In principle, the data validation should happen across the whole machine learning development cycle, from data ingestion to final predictions, as the figure is shown below. The scope of this article will be focusing on pre-training and post-prediction data validations.

Metadata validation

Medatada in simple words describe as data about data. Verifying metadata can be a lightweight way to sense if the data is in good shape with minimum effort. To verify the metadata of incoming data tables, we need several steps:

  • read the dependency tables metadata and convert it into an agreeable format
  • performs checks on the metadata of the table, which can simply be some pre-defined assertions
  • output the test results

Each of the steps can be described as a component such as a Kubeflow component, that together forms a Kubeflow pipeline @dsl.pipeline

In our case, our data is stored in GCP BigQuery, and we can simply fetch the metadata using the BigQuery client and perform the checks as below:

from google.cloud import bigquery

client = bigquery.Client(project=PROJECT_ID)

# define a lambda function to get the delta days
get_delta_day = lambda td: td.days

# perform general checks
for bq_table in bq_tables:
table = client.get_table(bq_table)
print(
"Got table '{}.{}.{}'.".format(
table.project, table.dataset_id, table.table_id
)
)
print("Table schema: {}".format(table.schema))
print("Table description: {}".format(table.description))
print("Table has {} rows".format(table.num_rows))

assert table.num_rows > 0, "Table has no rows"
assert (
get_delta_day(datetime.now(pytz.utc) - table.modified) < 30
), "Table is not updated in the last 30 days"

# Table specific checks
table1 = client.get_table("table_name")

# add example assert here
assert (
get_delta_day(datetime.now(pytz.utc) - table1.modified) < 3
), "Table is not updated in the last 3 days"

In Vertex AI each component can be linked using dependency logics. You can refer to our full pipeline example here which contains two steps.

Content validation

There are multiple choices regarding a tool for data validation.
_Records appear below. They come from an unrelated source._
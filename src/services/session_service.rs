use crate::database::store::KeyValueStore;
use crate::error::{Error, Result};
use crate::models::exam_session::{ExamSession, FlowStep};
use crate::models::module_kind::ModuleKind;
use crate::models::staged_answer::{all_sessions_prefix, session_key};
use crate::services::integrity_service::IntegrityGuard;
use std::sync::Arc;
use uuid::Uuid;

/// Sequences the modules of a session and persists its state through the storage port,
/// so an abandoned session resumes where it stopped.
#[derive(Clone)]
pub struct SessionFlowController {
    store: Arc<dyn KeyValueStore>,
    guard: IntegrityGuard,
}

impl SessionFlowController {
    pub fn new(store: Arc<dyn KeyValueStore>, guard: IntegrityGuard) -> Self {
        Self { store, guard }
    }

    pub async fn start(&self, modules: &[ModuleKind]) -> Result<ExamSession> {
        let mut session = ExamSession::new(Uuid::new_v4(), modules)?;
        let first = session.start()?;
        self.guard.arm(&mut session).await;
        self.save(&mut session).await?;

        tracing::info!(
            session_id = %session.id,
            modules = ?session.required_modules,
            first = %first,
            "Exam session started"
        );
        Ok(session)
    }

    pub async fn load(&self, session_id: Uuid) -> Result<Option<ExamSession>> {
        match self.store.get(&session_key(session_id)).await? {
            Some(value) => Ok(Some(serde_json::from_value(value)?)),
            None => Ok(None),
        }
    }

    pub async fn get(&self, session_id: Uuid) -> Result<ExamSession> {
        self.load(session_id)
            .await?
            .ok_or_else(|| Error::NotFound(format!("Exam session {} not found", session_id)))
    }

    pub async fn save(&self, session: &mut ExamSession) -> Result<()> {
        session.touch();
        let value = serde_json::to_value(&*session)?;
        self.store.put(&session_key(session.id), value).await
    }

    /// Resumes the active module after a reload.
    pub async fn enter_module(&self, session: &mut ExamSession, module: ModuleKind) -> Result<()> {
        session.ensure_current(module)?;
        self.guard.arm(session).await;
        self.save(session).await
    }

    /// Marks `module` complete and re-arms the guard for the next module. Returns
    /// [`FlowStep::Finalize`] once, when the last required module completes.
    pub async fn complete_current(
        &self,
        session: &mut ExamSession,
        module: ModuleKind,
        test_id: &str,
    ) -> Result<FlowStep> {
        let step = session.complete_module(module, test_id)?;
        if step == FlowStep::Noop {
            tracing::debug!(session_id = %session.id, module = %module, "Duplicate completion ignored");
            return Ok(step);
        }

        self.guard.disarm(session).await;
        if let FlowStep::Next(next) = step {
            self.guard.arm(session).await;
            tracing::info!(session_id = %session.id, completed = %module, next = %next, "Module completed");
        } else {
            tracing::info!(session_id = %session.id, completed = %module, "All modules completed, awaiting finalize");
        }
        self.save(session).await?;
        Ok(step)
    }

    pub fn is_all_done(&self, session: &ExamSession) -> bool {
        session.is_all_done()
    }

    pub fn has_active_session(&self, session: &ExamSession) -> bool {
        session.has_active_session()
    }

    /// Sets the "already completed" flag. Only called after finalize succeeded.
    pub async fn mark_finalized(&self, session: &mut ExamSession) -> Result<bool> {
        let changed = session.mark_finalized();
        self.guard.disarm(session).await;
        if changed {
            self.save(session).await?;
        }
        Ok(changed)
    }

    pub fn guard(&self) -> &IntegrityGuard {
        &self.guard
    }

    pub async fn list_sessions(&self) -> Result<Vec<ExamSession>> {
        let prefix = all_sessions_prefix();
        let entries = self.store.scan_prefix(&prefix).await?;
        Ok(entries
            .into_iter()
            // "exam:{id}:session", never a staged entry whose test id happens to be "session"
            .filter(|(key, _)| {
                key.strip_prefix(&prefix)
                    .is_some_and(|rest| rest.split(':').count() == 2 && rest.ends_with(":session"))
            })
            .filter_map(|(_, value)| serde_json::from_value(value).ok())
            .collect())
    }

    pub async fn discard(&self, session_id: Uuid) -> Result<()> {
        self.store.delete(&session_key(session_id)).await
    }
}
use crate::error::{Error, Result};
use crate::models::module_kind::ModuleKind;
use chrono::{DateTime, Utc};
use serde::{Deserialize, Serialize};
use std::collections::BTreeMap;
use uuid::Uuid;

#[derive(Debug, Clone, PartialEq, Eq, Serialize, Deserialize)]
#[serde(tag = "state", rename_all = "snake_case")]
pub enum SessionState {
    NotStarted,
    InModule { module: ModuleKind },
    AwaitingFinalize,
    Finalized,
}

/// What the caller should do after a module completes.
#[derive(Debug, Clone, Copy, PartialEq, Eq, Serialize, Deserialize)]
#[serde(tag = "step", content = "module", rename_all = "snake_case")]
pub enum FlowStep {
    Next(ModuleKind),
    Finalize,
    /// Duplicate trigger for a module that is already complete.
    Noop,
}

/// Session-scoped integrity resources. Full-screen outlives a single module.
#[derive(Debug, Clone, Default, PartialEq, Eq, Serialize, Deserialize)]
pub struct IntegrityState {
    pub armed: bool,
    pub fullscreen_held: bool,
}

#[derive(Debug, Clone, Serialize, Deserialize)]
pub struct IntegrityViolation {
    pub kind: String,
    pub detail: Option<String>,
    pub module: Option<ModuleKind>,
    pub count: u32,
    pub occurred_at: DateTime<Utc>,
}

#[derive(Debug, Clone, Serialize, Deserialize)]
pub struct ExamSession {
    pub id: Uuid,
    pub required_modules: Vec<ModuleKind>,
    pub completed_modules: Vec<ModuleKind>,
    #[serde(default)]
    pub module_tests: BTreeMap<ModuleKind, String>,
    /// Modules whose staged answers the submission collaborator accepted.
    #[serde(default)]
    pub submitted_modules: Vec<ModuleKind>,
    pub state: SessionState,
    /// Set only after the finalize collaborator accepted the session.
    pub already_completed: bool,
    #[serde(default)]
    pub integrity: IntegrityState,
    #[serde(default)]
    pub violations: Vec<IntegrityViolation>,
    pub created_at: DateTime<Utc>,
    pub updated_at: DateTime<Utc>,
}

impl ExamSession {
    pub fn new(id: Uuid, modules: &[ModuleKind]) -> Result<Self> {
        let required_modules: Vec<ModuleKind> = ModuleKind::EXAM_ORDER
            .iter()
            .copied()
            .filter(|k| modules.contains(k))
            .collect();
        if required_modules.is_empty() {
            return Err(Error::BadRequest(
                "A session needs at least one module".to_string(),
            ));
        }

        let now = Utc::now();
        Ok(Self {
            id,
            required_modules,
            completed_modules: Vec::new(),
            module_tests: BTreeMap::new(),
            submitted_modules: Vec::new(),
            state: SessionState::NotStarted,
            already_completed: false,
            integrity: IntegrityState::default(),
            violations: Vec::new(),
            created_at: now,
            updated_at: now,
        })
    }

    pub fn start(&mut self) -> Result<ModuleKind> {
        if self.state != SessionState::NotStarted {
            return Err(Error::Conflict(format!("Session {} already started", self.id)));
        }
        let first = self
            .next_pending()
            .ok_or_else(|| Error::Internal("Session has no modules".to_string()))?;
        self.state = SessionState::InModule { module: first };
        self.touch();
        Ok(first)
    }

    pub fn current_module(&self) -> Option<ModuleKind> {
        match self.state {
            SessionState::InModule { module } => Some(module),
            _ => None,
        }
    }

    pub fn is_completed(&self, module: ModuleKind) -> bool {
        self.completed_modules.contains(&module)
    }

    pub fn next_pending(&self) -> Option<ModuleKind> {
        self.required_modules
            .iter()
            .copied()
            .find(|m| !self.is_completed(*m))
    }

    /// Marks `module` done and advances. Completion is permanent.
    pub fn complete_module(&mut self, module: ModuleKind, test_id: &str) -> Result<FlowStep> {
        match self.state.clone() {
            SessionState::NotStarted => Err(Error::Conflict(format!(
                "Session {} has not started",
                self.id
            ))),
            SessionState::InModule { module: current } if current == module => {
                self.completed_modules.push(module);
                self.module_tests.insert(module, test_id.to_string());
                let step = match self.next_pending() {
                    Some(next) => {
                        self.state = SessionState::InModule { module: next };
                        FlowStep::Next(next)
                    }
                    None => {
                        self.state = SessionState::AwaitingFinalize;
                        FlowStep::Finalize
                    }
                };
                self.touch();
                Ok(step)
            }
            _ if self.is_completed(module) => Ok(FlowStep::Noop),
            _ => Err(Error::Conflict(format!(
                "Module {} is not the active module of session {}",
                module, self.id
            ))),
        }
    }

    /// A module may only be re-entered while its own attempt is the active one.
    pub fn ensure_current(&self, module: ModuleKind) -> Result<()> {
        match self.current_module() {
            Some(current) if current == module => Ok(()),
            _ => Err(Error::Conflict(format!(
                "Module {} cannot be entered in state {:?}",
                module, self.state
            ))),
        }
    }

    pub fn is_all_done(&self) -> bool {
        self.required_modules.iter().all(|m| self.is_completed(*m))
    }

    pub fn has_active_session(&self) -> bool {
        matches!(
            self.state,
            SessionState::InModule { .. } | SessionState::AwaitingFinalize
        )
    }

    /// Returns false when the session was already finalized.
    pub fn mark_finalized(&mut self) -> bool {
        if self.already_completed {
            return false;
        }
        self.already_completed = true;
        self.state = SessionState::Finalized;
        self.touch();
        true
    }

    pub fn record_violation(&mut self, kind: &str, detail: Option<String>) -> &IntegrityViolation {
        let count = self.violations.len() as u32 + 1;
        self.violations.push(IntegrityViolation {
            kind: kind.to_string(),
            detail,
            module: self.current_module(),
            count,
            occurred_at: Utc::now(),
        });
        self.touch();
        &self.violations[self.violations.len() - 1]
    }

    pub fn touch(&mut self) {
        self.updated_at = Utc::now();
    }
}
use axum::{extract::State, http::StatusCode, response::IntoResponse, Json};
use serde_json::json;

use crate::AppState;

#[axum::debug_handler]
pub async fn health(State(state): State<AppState>) -> impl IntoResponse {
    let body = json!({
        "status": "ok",
        "store": state.store_kind,
    });
    (StatusCode::OK, Json(body))
}
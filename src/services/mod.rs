pub mod exam_api_service;
pub mod exam_runner;
pub mod feedback;
pub mod integrity_service;
pub mod module_timer;
pub mod reconcile;
pub mod report_service;
pub mod session_service;
pub mod staging_service;
pub mod submission_service;
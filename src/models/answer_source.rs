use serde::{Deserialize, Serialize};

/// Provenance of a candidate answer list, in descending priority.
#[derive(Debug, Clone, Copy, PartialEq, Eq, Hash, Serialize, Deserialize)]
#[serde(rename_all = "snake_case")]
pub enum SourceKind {
    Structured,
    Flat,
    Staged,
}

impl SourceKind {
    /// Higher wins when every other score component ties.
    pub fn priority(&self) -> u8 {
        match self {
            SourceKind::Structured => 3,
            SourceKind::Flat => 2,
            SourceKind::Staged => 1,
        }
    }
}

#[derive(Debug, Clone, PartialEq, Default, Serialize, Deserialize)]
pub struct CandidateAnswer {
    pub question_id: Option<String>,
    pub question_text: Option<String>,
    pub answer: String,
    pub ordinal: Option<u32>,
    pub bucket_hint: Option<String>,
}

#[derive(Debug, Clone, PartialEq, Serialize, Deserialize)]
pub struct AnswerSource {
    pub kind: SourceKind,
    pub answers: Vec<CandidateAnswer>,
}

impl AnswerSource {
    pub fn new(kind: SourceKind, answers: Vec<CandidateAnswer>) -> Self {
        Self { kind, answers }
    }
}

/// Reconciled answer for one question slot.
#[derive(Debug, Clone, PartialEq, Serialize, Deserialize)]
pub struct CanonicalAnswer {
    pub question_id: Option<String>,
    pub question_text: String,
    pub answer: String,
    pub answered: bool,
    pub ordinal: u32,
    pub bucket: String,
    pub source: Option<SourceKind>,
    pub repaired: bool,
}

#[derive(Debug, Clone, PartialEq, Serialize, Deserialize)]
pub struct CanonicalSection {
    pub key: String,
    pub label: String,
    pub answers: Vec<CanonicalAnswer>,
}

impl CanonicalSection {
    pub fn is_answered(&self) -> bool {
        self.answers.iter().any(|a| a.answered)
    }
}

#[derive(Debug, Clone, PartialEq, Serialize, Deserialize)]
pub struct ReconciledAnswers {
    pub chosen_source: Option<SourceKind>,
    pub sections: Vec<CanonicalSection>,
}

impl ReconciledAnswers {
    pub fn section(&self, key: &str) -> Option<&CanonicalSection> {
        self.sections.iter().find(|s| s.key == key)
    }

    pub fn answered_buckets(&self) -> Vec<String> {
        self.sections
            .iter()
            .filter(|s| s.is_answered())
            .map(|s| s.key.clone())
            .collect()
    }
}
For example, the comparison of Pandera and Great Expectations the two popular Python libraries.

In this article, we chose Great Expectations (GE) to implement for the reasons below:

  • GE can serve for data science-specific expectations (e.g. validate the distribution range, specify expectations relevant to the business)
  • Provides a centralized and readable place for the test suites
  • Includes a nice dashboard for the test results summary
  • Can auto-generate expectations based on fed data

Before jumping into the implementation, Great Expectations has a few key terminology and concepts in the workflow:

  • Data Context: represents a GE project, is created by instantiating GE via the CLI and configured via the great_expectations.yml file
  • Datasources: a configuration that describes where the data is, how to connect to it, and which execution engine to use when running a Checkpoint.
  • Expectations: description of the expected behavior of data.
  • Batch Request: defines a batch of data to run Expectations on from a given data source.
  • Checkpoint config: defines which Expectation Suite to run against which data, and which actions to take during and after a run.

Implementation

The workflow of Great Expectations works as below: the data to be validated gets into GE, and through the validation the results go out

source: https://docs.greatexpectations.io/docs/

To integrate the above in Vertex AI, we need several steps, and we also use a GCS bucket to store the initiation folders together as the output results.

To start with the implementation, open your terminal and run these commands:

pip install great_expectations
great_expectations init
gsutil cp -r great_expectations gs://{your_gcs_bucket}

This will create an initiation folder of Great Expectations and copy it to GCS bucket. For the Vertex AI component, the files that are stored in GCS bucket can be accessed as the way for the filesystem. Because the GCS will be mounted as a filesystem automatically via Cloud Storage FUSE.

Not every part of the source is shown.